Extract from the listing each line in which the word "input" appears.

§ §

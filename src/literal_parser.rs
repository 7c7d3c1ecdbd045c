use std::fmt;

use serde_json::{Map, Number, Value};

#[derive(Debug, Clone, PartialEq, Eq)]
pub struct LiteralError {
    pub position: usize,
    pub message: String,
}

impl fmt::Display for LiteralError {
    fn fmt(&self, f: &mut fmt::Formatter<'_>) -> fmt::Result {
        write!(f, "{} at byte {}", self.message, self.position)
    }
}

impl std::error::Error for LiteralError {}

/// Parses exactly one literal; trailing whitespace, comments and a single `;`
/// are allowed after it. Identifiers, calls and operators are errors.
pub fn parse_literal(source: &str) -> Result<Value, LiteralError> {
    let mut parser = Parser { source, pos: 0 };
    let value = parser.value()?;
    parser.skip_trivia();
    if parser.peek() == Some(';') {
        parser.bump();
        parser.skip_trivia();
    }
    if parser.pos != source.len() {
        return Err(parser.error("unexpected trailing input"));
    }
    Ok(value)
}

/// Parses one literal at the start of `source` and returns it with the byte
/// offset just past it. Whatever follows is left to the caller.
pub fn parse_literal_prefix(source: &str) -> Result<(Value, usize), LiteralError> {
    let mut parser = Parser { source, pos: 0 };
    let value = parser.value()?;
    Ok((value, parser.pos))
}

struct Parser<'a> {
    source: &'a str,
    pos: usize,
}

impl<'a> Parser<'a> {
    fn error(&self, message: &str) -> LiteralError {
        LiteralError {
            position: self.pos,
            message: message.to_string(),
        }
    }

    fn peek(&self) -> Option<char> {
        self.source[self.pos..].chars().next()
    }

    fn peek_at(&self, offset: usize) -> Option<char> {
        self.source[self.pos..].chars().nth(offset)
    }

    fn bump(&mut self) -> Option<char> {
        let c = self.peek()?;
        self.pos += c.len_utf8();
        Some(c)
    }

    fn expect(&mut self, expected: char) -> Result<(), LiteralError> {
        match self.bump() {
            Some(c) if c == expected => Ok(()),
            _ => Err(self.error(&format!("expected `{expected}`"))),
        }
    }

    fn skip_trivia(&mut self) {
        loop {
            match (self.peek(), self.peek_at(1)) {
                (Some(c), _) if c.is_whitespace() => {
                    self.bump();
                }
                (Some('/'), Some('/')) => {
                    while let Some(c) = self.bump() {
                        if c == '\n' {
                            break;
                        }
                    }
                }
                (Some('/'), Some('*')) => {
                    self.pos += 2;
                    match self.source[self.pos..].find("*/") {
                        Some(end) => self.pos += end + 2,
                        None => self.pos = self.source.len(),
                    }
                }
                _ => return,
            }
        }
    }

    fn value(&mut self) -> Result<Value, LiteralError> {
        self.skip_trivia();
        match self.peek() {
            Some('{') => self.object(),
            Some('[') => self.array(),
            Some(quote @ ('"' | '\'')) => self.string(quote).map(Value::String),
            Some(c) if c.is_ascii_digit() || matches!(c, '-' | '+' | '.') => self.number(),
            Some(c) if is_identifier_start(c) => {
                let start = self.pos;
                let word = self.identifier();
                match word {
                    "true" => Ok(Value::Bool(true)),
                    "false" => Ok(Value::Bool(false)),
                    "null" | "undefined" => Ok(Value::Null),
                    _ => Err(LiteralError {
                        position: start,
                        message: format!("`{word}` is not a literal"),
                    }),
                }
            }
            Some(_) => Err(self.error("unexpected character")),
            None => Err(self.error("unexpected end of input")),
        }
    }

    fn object(&mut self) -> Result<Value, LiteralError> {
        self.expect('{')?;
        let mut map = Map::new();
        loop {
            self.skip_trivia();
            if self.peek() == Some('}') {
                self.bump();
                return Ok(Value::Object(map));
            }
            let key = self.key()?;
            self.skip_trivia();
            self.expect(':')?;
            let value = self.value()?;
            map.insert(key, value);
            self.skip_trivia();
            match self.bump() {
                Some(',') => continue,
                Some('}') => return Ok(Value::Object(map)),
                _ => return Err(self.error("expected `,` or `}`")),
            }
        }
    }

    fn key(&mut self) -> Result<String, LiteralError> {
        match self.peek() {
            Some(quote @ ('"' | '\'')) => self.string(quote),
            Some(c) if is_identifier_start(c) => Ok(self.identifier().to_string()),
            Some(c) if c.is_ascii_digit() => match self.number()? {
                Value::Number(number) => Ok(number.to_string()),
                _ => Err(self.error("bad numeric key")),
            },
            _ => Err(self.error("expected a property name")),
        }
    }

    fn array(&mut self) -> Result<Value, LiteralError> {
        self.expect('[')?;
        let mut items = vec![];
        loop {
            self.skip_trivia();
            if self.peek() == Some(']') {
                self.bump();
                return Ok(Value::Array(items));
            }
            items.push(self.value()?);
            self.skip_trivia();
            match self.bump() {
                Some(',') => continue,
                Some(']') => return Ok(Value::Array(items)),
                _ => return Err(self.error("expected `,` or `]`")),
            }
        }
    }

    fn identifier(&mut self) -> &'a str {
        let start = self.pos;
        while let Some(c) = self.peek() {
            if is_identifier_start(c) || c.is_ascii_digit() {
                self.bump();
            } else {
                break;
            }
        }
        &self.source[start..self.pos]
    }

    fn string(&mut self, quote: char) -> Result<String, LiteralError> {
        self.expect(quote)?;
        let mut out = String::new();
        loop {
            match self.bump() {
                None | Some('\n') => return Err(self.error("unterminated string")),
                Some(c) if c == quote => return Ok(out),
                Some('\\') => match self.bump() {
                    Some('n') => out.push('\n'),
                    Some('t') => out.push('\t'),
                    Some('r') => out.push('\r'),
                    Some('b') => out.push('\u{8}'),
                    Some('f') => out.push('\u{c}'),
                    Some('v') => out.push('\u{b}'),
                    Some('0') => out.push('\0'),
                    Some('x') => out.push(self.hex_escape(2)?),
                    Some('u') => out.push(self.unicode_escape()?),
                    // Line continuation.
                    Some('\n') => {}
                    Some('\r') => {
                        if self.peek() == Some('\n') {
                            self.bump();
                        }
                    }
                    Some(c) => out.push(c),
                    None => return Err(self.error("unterminated string")),
                },
                Some(c) => out.push(c),
            }
        }
    }

    fn hex_code(&mut self, digits: usize) -> Result<u32, LiteralError> {
        let end = self.pos + digits;
        let hex = self
            .source
            .get(self.pos..end)
            .ok_or_else(|| self.error("short escape"))?;
        let code = u32::from_str_radix(hex, 16).map_err(|_| self.error("bad escape"))?;
        self.pos = end;
        Ok(code)
    }

    fn hex_escape(&mut self, digits: usize) -> Result<char, LiteralError> {
        let code = self.hex_code(digits)?;
        char::from_u32(code).ok_or_else(|| self.error("bad escape"))
    }

    fn unicode_escape(&mut self) -> Result<char, LiteralError> {
        let high = self.hex_code(4)?;
        if (0xD800..0xDC00).contains(&high) && self.source[self.pos..].starts_with("\\u") {
            self.pos += 2;
            let low = self.hex_code(4)?;
            let code = 0x10000 + ((high - 0xD800) << 10) + (low.wrapping_sub(0xDC00) & 0x3FF);
            return char::from_u32(code).ok_or_else(|| self.error("bad surrogate pair"));
        }
        Ok(char::from_u32(high).unwrap_or('\u{FFFD}'))
    }

    fn number(&mut self) -> Result<Value, LiteralError> {
        let start = self.pos;
        let negative = match self.peek() {
            Some('-') => {
                self.bump();
                true
            }
            Some('+') => {
                self.bump();
                false
            }
            _ => false,
        };

        if self.peek() == Some('0') && matches!(self.peek_at(1), Some('x' | 'X')) {
            self.pos += 2;
            let digits_start = self.pos;
            while self.peek().is_some_and(|c| c.is_ascii_hexdigit()) {
                self.bump();
            }
            let value = i64::from_str_radix(&self.source[digits_start..self.pos], 16)
                .map_err(|_| self.error("bad hex number"))?;
            return Ok(Value::from(if negative { -value } else { value }));
        }

        let digits_start = self.pos;
        while self
            .peek()
            .is_some_and(|c| c.is_ascii_digit() || matches!(c, '.' | 'e' | 'E'))
        {
            let c = self.bump();
            if matches!(c, Some('e' | 'E')) && matches!(self.peek(), Some('+' | '-')) {
                self.bump();
            }
        }
        let digits = &self.source[digits_start..self.pos];
        if digits.is_empty() || digits == "." {
            return Err(LiteralError {
                position: start,
                message: "expected a number".to_string(),
            });
        }

        let is_integer = digits.bytes().all(|b| b.is_ascii_digit());
        if is_integer {
            if let Ok(value) = digits.parse::<i64>() {
                return Ok(Value::from(if negative { -value } else { value }));
            }
        }
        let value: f64 = digits.parse().map_err(|_| LiteralError {
            position: start,
            message: format!("bad number `{digits}`"),
        })?;
        let value = if negative { -value } else { value };
        Number::from_f64(value)
            .map(Value::Number)
            .ok_or_else(|| self.error("number out of range"))
    }
}

fn is_identifier_start(c: char) -> bool {
    c.is_alphabetic() || c == '_' || c == '$'
}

§ §

#### Response to the task:
        return Err(parser.error("unexpected trailing input"));
            None => Err(self.error("unexpected end of input")),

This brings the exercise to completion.